AKT and MET Signalling Mediates Antiapoptotic Radioresistance in Head Neck Cancer Cell Lines

Objectives: Induction of apoptosis is a major mechanism of radiosensitivity in different types of cancer. In contrast, EGFR/PI3K/AKT signalling and recently the presence of so-called cancer stem cells are discussed as reasons for radioresistance.

Materials And Methods: The study investigates mechanisms of apoptosis, key oncogenes of the PI3K/AKT pathway and the presence of cancer cells with stem cell properties during irradiation in two cell lines (PCI-9A, and PCI-15) of head and neck squamous cell carcinoma. WST-1-tests, qRT-PCR, western blots and FACS analysis were performed for analysis.

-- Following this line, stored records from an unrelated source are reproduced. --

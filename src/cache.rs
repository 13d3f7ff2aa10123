//! Validated UI cache.
//!
//! Entries are keyed by normalized URL and validated by content hash on
//! every read, so a stale analysis is never served for a page whose visible
//! text changed. The cache is an optimization, never a correctness gate:
//! load failures produce an empty cache and save failures are logged and
//! swallowed.

use std::collections::HashMap;
use std::io;
use std::path::{Path, PathBuf};

use chrono::{DateTime, Duration, Utc};
use serde::{Deserialize, Serialize};
use tempfile::NamedTempFile;
use tracing::{debug, error, info, warn};

use crate::analyzer::PageAnalysis;

#[derive(Debug, Clone, Serialize, Deserialize, PartialEq)]
pub struct CacheEntry {
    pub hash: String,
    pub analysis: PageAnalysis,
    pub timestamp: DateTime<Utc>,
    pub hit_count: u64,
    pub last_hit: Option<DateTime<Utc>>,
}

#[derive(Debug, Clone, Copy, Default, Serialize)]
pub struct CacheStats {
    pub entries: usize,
    pub total_hits: u64,
}

/// Persistent key-value store of page analyses, written through to disk on
/// every mutation and bounded by entry count and age.
#[derive(Debug)]
pub struct UiCache {
    path: Option<PathBuf>,
    entries: HashMap<String, CacheEntry>,
    max_entries: usize,
    max_age: Duration,
}

impl UiCache {
    /// Open the cache backed by `path`, or an in-memory cache when `path`
    /// is `None`. A missing or unreadable file yields an empty cache.
    pub fn open(path: Option<PathBuf>, max_entries: usize, max_age_hours: i64) -> Self {
        let entries = match &path {
            Some(file) if file.exists() => match Self::read_entries(file) {
                Ok(entries) => {
                    info!("loaded UI cache with {} entries", entries.len());
                    entries
                }
                Err(err) => {
                    warn!("failed to load UI cache from {}: {err}", file.display());
                    HashMap::new()
                }
            },
            _ => HashMap::new(),
        };

        Self {
            path,
            entries,
            max_entries,
            max_age: Duration::hours(max_age_hours),
        }
    }

    fn read_entries(path: &Path) -> Result<HashMap<String, CacheEntry>, io::Error> {
        let raw = std::fs::read_to_string(path)?;
        serde_json::from_str(&raw).map_err(io::Error::other)
    }

    /// Strip query string, fragment, and trailing slashes. Case-preserving.
    pub fn normalize_url(url: &str) -> String {
        let without_query = url.split('?').next().unwrap_or(url);
        let without_fragment = without_query.split('#').next().unwrap_or(without_query);
        without_fragment.trim_end_matches('/').to_string()
    }

    /// Return the stored analysis only when the entry exists, is fresh, and
    /// carries exactly `content_hash`. A hit bumps the entry's hit counters
    /// and tags the returned analysis as cached.
    pub fn get(&mut self, url: &str, content_hash: &str) -> Option<PageAnalysis> {
        let key = Self::normalize_url(url);
        let entry = self.entries.get_mut(&key)?;

        if Utc::now() - entry.timestamp > self.max_age {
            debug!("cache entry expired: {key}");
            return None;
        }
        if entry.hash != content_hash {
            debug!("cache MISS (hash changed): {key}");
            return None;
        }

        entry.hit_count += 1;
        entry.last_hit = Some(Utc::now());
        debug!("cache HIT: {key}");

        let mut analysis = entry.analysis.clone();
        analysis.cached = true;
        Some(analysis)
    }

    /// Write-through insert; overwrites any existing entry for the URL and
    /// resets its hit counters.
    pub fn set(&mut self, url: &str, content_hash: &str, analysis: PageAnalysis) {
        let key = Self::normalize_url(url);
        self.entries.insert(
            key.clone(),
            CacheEntry {
                hash: content_hash.to_string(),
                analysis,
                timestamp: Utc::now(),
                hit_count: 0,
                last_hit: None,
            },
        );
        self.evict_overflow();
        self.save();
        debug!("cached UI for: {key}");
    }

    /// Drop the entry for the URL; no-op when absent.
    pub fn invalidate(&mut self, url: &str) {
        let key = Self::normalize_url(url);
        if self.entries.remove(&key).is_some() {
            self.save();
            info!("invalidated cache for: {key}");
        }
    }

    pub fn stats(&self) -> CacheStats {
        CacheStats {
            entries: self.entries.len(),
            total_hits: self.entries.values().map(|e| e.hit_count).sum(),
        }
    }

    pub fn len(&self) -> usize {
        self.entries.len()
    }

    pub fn is_empty(&self) -> bool {
        self.entries.is_empty()
    }

    fn evict_overflow(&mut self) {
        while self.entries.len() > self.max_entries {
            let victim = self
                .entries
                .iter()
                .min_by_key(|(_, entry)| entry.last_hit.unwrap_or(entry.timestamp))
                .map(|(key, _)| key.clone());
            match victim {
                Some(key) => {
                    debug!("evicting least-recently-hit cache entry: {key}");
                    self.entries.remove(&key);
                }
                None => break,
            }
        }
    }

    /// Persist the whole map atomically (write-to-temp then rename). Errors
    /// are logged, never propagated: losing the cache must not fail a task.
    pub fn save(&self) {
        let Some(path) = &self.path else {
            return;
        };
        if let Err(err) = self.write_atomic(path) {
            error!("failed to save UI cache to {}: {err}", path.display());
        }
    }

    fn write_atomic(&self, path: &Path) -> io::Result<()> {
        let dir = match path.parent() {
            Some(parent) if !parent.as_os_str().is_empty() => parent,
            _ => Path::new("."),
        };
        let tmp = NamedTempFile::new_in(dir)?;
        serde_json::to_writer_pretty(&tmp, &self.entries).map_err(io::Error::other)?;
        tmp.persist(path).map_err(|err| err.error)?;
        Ok(())
    }
}
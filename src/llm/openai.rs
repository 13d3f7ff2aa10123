//! Hosted planner backend speaking the OpenAI chat-completions API.

use async_trait::async_trait;
use serde::Deserialize;
use serde_json::json;
use std::time::Duration;

use super::ChatBackend;
use crate::errors::PlanError;

pub const DEFAULT_BASE_URL: &str = "https://api.openai.com";

pub struct OpenAiBackend {
    client: reqwest::Client,
    base_url: String,
    api_key: String,
    model: String,
    temperature: f32,
}

impl OpenAiBackend {
    pub fn new(
        base_url: impl Into<String>,
        api_key: impl Into<String>,
        model: impl Into<String>,
        temperature: f32,
    ) -> Self {
        Self {
            client: reqwest::Client::builder()
                .timeout(Duration::from_secs(120))
                .build()
                .unwrap_or_default(),
            base_url: base_url.into(),
            api_key: api_key.into(),
            model: model.into(),
            temperature,
        }
    }
}

#[derive(Deserialize)]
struct ChatChoiceMessage {
    content: String,
}

#[derive(Deserialize)]
struct ChatChoice {
    message: ChatChoiceMessage,
}

#[derive(Deserialize)]
struct ChatCompletionResponse {
    choices: Vec<ChatChoice>,
}

#[async_trait]
impl ChatBackend for OpenAiBackend {
    async fn chat(&self, system: &str, user: &str) -> Result<String, PlanError> {
        let response = self
            .client
            .post(format!(
                "{}/v1/chat/completions",
                self.base_url.trim_end_matches('/')
            ))
            .bearer_auth(&self.api_key)
            .json(&json!({
                "model": self.model,
                "temperature": self.temperature,
                "messages": [
                    {"role": "system", "content": system},
                    {"role": "user", "content": user},
                ],
            }))
            .send()
            .await?
            .error_for_status()?;

        let body: ChatCompletionResponse = response.json().await?;
        body.choices
            .into_iter()
            .next()
            .map(|choice| choice.message.content.trim().to_string())
            .ok_or_else(|| PlanError::Parse("chat completion had no choices".into()))
    }
}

Results: The two cell lines presented different degrees of cell death upon irradiation. The radiosensitive cell line PCI-9A showed increased apoptosis after irradiation measured by expressed cleaved caspases 3 and 7 while the radioresistant cell line PCI-15 upregulated antiapoptotic Survivin and BCL2A1 mRNA. Besides, increased PI3K/AKT- and ERK1/2-signalling was associated with radioresistance accompanied by loss of PTEN function through phosphorylation on S380. Blockade of pAKT increased radiation-induced cell death, and moreover, led to an upregulation of pMET in the radioresistant cell line. The percentage of ALDH-positive tumour cells was markedly decreased after irradiation in the radiosensitive cell line.

Conclusions: Functional apoptosis is mandatory for sensitivity to irradiation in head neck cancer cells. Upregulation of the AKT-pathway seems to be one reason for poor radioresponse. Activated MET may also predict radioresistance, possibly through ERK1/2 signalling. Moreover MET may indicate the presence of cancer stem cells facilitating radioresistance as shown by increased ALDH expression.